Dimanche 19 avril 2020, l’Italie, pays le plus atteint de l’UE, affichait 23.000 morts, suivi par l’Espagne, avec 20.400 et de la France 19.700 décès. Dans les trois pays la lente tendance à la décrue, s’accompagne d’une même crainte chez leurs dirigeants politiques, exprimée notamment par le Premier ministre Edouard Philippe pour la France : «Nous ne sommes pas encore sortis de la crise sanitaire».
L’Allemagne avec 4.000 décès pour 83 millions d’habitants et une pyramide des âges plutôt défavorable, estimait en même temps qu’après être parvenue à mettre la pandémie «sous contrôle», elle a décidé d’entrer en dé-confinement dès lundi 20 avril, en rouvrant ses commerces, et à rouvrir les établissements scolaires et universitaires à partir du 4 mai.
Le système de soins allemand le plus performant en Europe
Pour les experts, Berlin, en raison de la formation scientifique de sa chancelière, docteur en chimie, a sans doute vu venir la pandémie plus vite que les autres. À partir de l’apparition mi-janvier du premier cas avéré en Bavière, elle a fondé sa stratégie sur l’utilisation à grande échelle des tests pour dépister les patients présentant le moindre symptôme, soit 300.000 à 500.000 test effectués par semaine. Elle a mobilisé pour cette vaste opération la totalité de ses laboratoires indépendants, qui ont répondu présent sans rechigner. Les dépistés positifs étaient confinés immédiatement. Avec un résultat probant : moins de morts au final.

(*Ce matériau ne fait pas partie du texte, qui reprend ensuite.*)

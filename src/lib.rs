use anyhow::{Context, Result};
use log::info;
use serde::{Deserialize, Serialize};
use std::{fs, path::{Path, PathBuf}};
pub mod command;
pub mod config;
pub mod errors;
pub mod format;
pub mod filesystem;
pub mod navigator;
pub mod session;
pub mod tui;
pub mod viewer;
pub use command::{Command, Direction, Key, ViewerCommand};
pub use config::KeyBindings;
pub use errors::{BrowseError, ErrorKind};
pub use navigator::{Navigator, PasteMode};
pub use session::{dispatch, Flow, Mode, Session};
pub use viewer::Viewer;
const CONFIG_FILE: &str = "config.json";
const LOG_FILE: &str = "fbrowse.log";
#[derive(Debug, Clone, Serialize, Deserialize)]
#[serde(default)]
pub struct BrowserConfig {
    pub home_dir: PathBuf,
    pub listing: ListingConfig,
    pub display: DisplayConfig,
    pub keys: KeyBindings,
}
#[derive(Debug, Clone, Serialize, Deserialize)]
#[serde(default)]
pub struct ListingConfig {
    pub show_hidden: bool,
    pub dirs_first: bool,
}
#[derive(Debug, Clone, Serialize, Deserialize)]
#[serde(default)]
pub struct DisplayConfig {
    /// Rows below the viewer page kept for the status line.
    pub reserved_rows: u16,
}
impl Default for BrowserConfig {
    fn default() -> Self {
        Self {
            home_dir: get_default_home_dir(),
            listing: ListingConfig::default(),
            display: DisplayConfig::default(),
            keys: KeyBindings::default(),
        }
    }
}
impl Default for ListingConfig {
    fn default() -> Self {
        Self {
            show_hidden: true,
            dirs_first: true,
        }
    }
}
impl Default for DisplayConfig {
    fn default() -> Self {
        Self { reserved_rows: 1 }
    }
}
pub fn get_default_home_dir() -> PathBuf {
    if let Ok(home) = std::env::var("FBROWSE_HOME") {
        PathBuf::from(home)
    } else if let Ok(home) = std::env::var("HOME") {
        PathBuf::from(home).join(".fbrowse")
    } else if let Ok(user) = std::env::var("USERPROFILE") {
        PathBuf::from(user).join(".fbrowse")
    } else {
        std::env::temp_dir().join(".fbrowse")
    }
}
pub fn config_path(home_dir: &Path) -> PathBuf {
    home_dir.join(CONFIG_FILE)
}
pub fn log_path(home_dir: &Path) -> PathBuf {
    home_dir.join("logs").join(LOG_FILE)
}
impl BrowserConfig {
    /// Reads the config at `path`, falling back to defaults when it is absent.
    pub fn load(path: &Path) -> Result<Self> {
        if !path.exists() {
            return Ok(Self::default());
        }
        let data = fs::read_to_string(path)
            .with_context(|| format!("cannot read config file {:?}", path))?;
        let config: BrowserConfig = serde_json::from_str(&data)
            .with_context(|| format!("invalid config file {:?}", path))?;
        Ok(config)
    }
    pub fn save(&self, path: &Path) -> Result<()> {
        if let Some(parent) = path.parent() {
            fs::create_dir_all(parent)
                .with_context(|| format!("cannot create directory {:?}", parent))?;
        }
        let data = serde_json::to_string_pretty(self)?;
        fs::write(path, data).with_context(|| format!("cannot write config file {:?}", path))?;
        info!("Saved configuration to {:?}", path);
        Ok(())
    }
    pub fn listing_fs(&self) -> filesystem::LocalFs {
        filesystem::LocalFs::new(self.listing.show_hidden, self.listing.dirs_first)
    }
}
pub fn setup_directory_structure(home_dir: &Path) -> Result<()> {
    let logs_dir = home_dir.join("logs");
    fs::create_dir_all(&logs_dir)
        .with_context(|| format!("cannot create directory {:?}", logs_dir))?;
    #[cfg(unix)]
    {
        use std::os::unix::fs::PermissionsExt;
        let mut perms = fs::metadata(home_dir)?.permissions();
        perms.set_mode(0o700);
        fs::set_permissions(home_dir, perms)?;
    }
    Ok(())
}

Le système de soins allemand s’est révélé être le plus performant en Europe, ce qui a arraché à l’austère Angela Merkel un cri de victoire : «Nous avons peut-être le meilleur système de santé au monde», a-t-elle dit. Ses conseillers expliquaient en même temps, comme un pied de nez à leurs collègues du sud, que la rigueur budgétaire appliquée par Berlin ne menait pas forcément à la dégradation des politiques de santé et à l’appauvrissement de l’hôpital.
Avec 28.000 lits de soins intensifs, dont 25.000 équipés d’assistance respiratoire, l’Allemagne surpasse largement ses voisins. Pour les économistes Elie Cohen et Gilbert Cette, les Allemands ont par ailleurs su maintenir sur leur sol une filière pharmaceutique et industrielle, notamment pour la fabrication de respirateurs, qui leur ont permis de réagir au plus vite, là où d’autres devaient s’adresser à la Chine.
Dans l’après pandémie, l’Allemagne apparaît aussi comme la mieux placée pour pousser son avantage. Avec un PIB de 52.500 dollars par habitant en 2018, elle est déjà passée devant la France et l’Italie. La suite va lui donner de plus grandes marges de manœuvre pour accélérer le pas, alors que la France, l’Italie et l’Espagne. Leurs entreprises prendront sans doute du retard à se redresser par rapport à celles de l’Allemagne et des pays de l’Europe du nord. Elles devront se résigner à perdre des positions concurrentielles, malgré les aides budgétaires multiples qui leur ont été consenties.
Mais le risque qui est désormais pointé par les pointilleux surveillants de marché de la Commission de Bruxelles, est que les 3.200 milliards d’euros de liquidités que les Etats européens ont été autorisés à débloquer pour venir au secours des entreprises défaillantes à cause du confinement, et assurer la relance à la sortie de la crise sanitaire, ne soient détournés de leur objet et ne provoquent des distorsions de concurrence préjudiciables au membres les plus vertueux de l’UE et au projet européen dans son ensemble.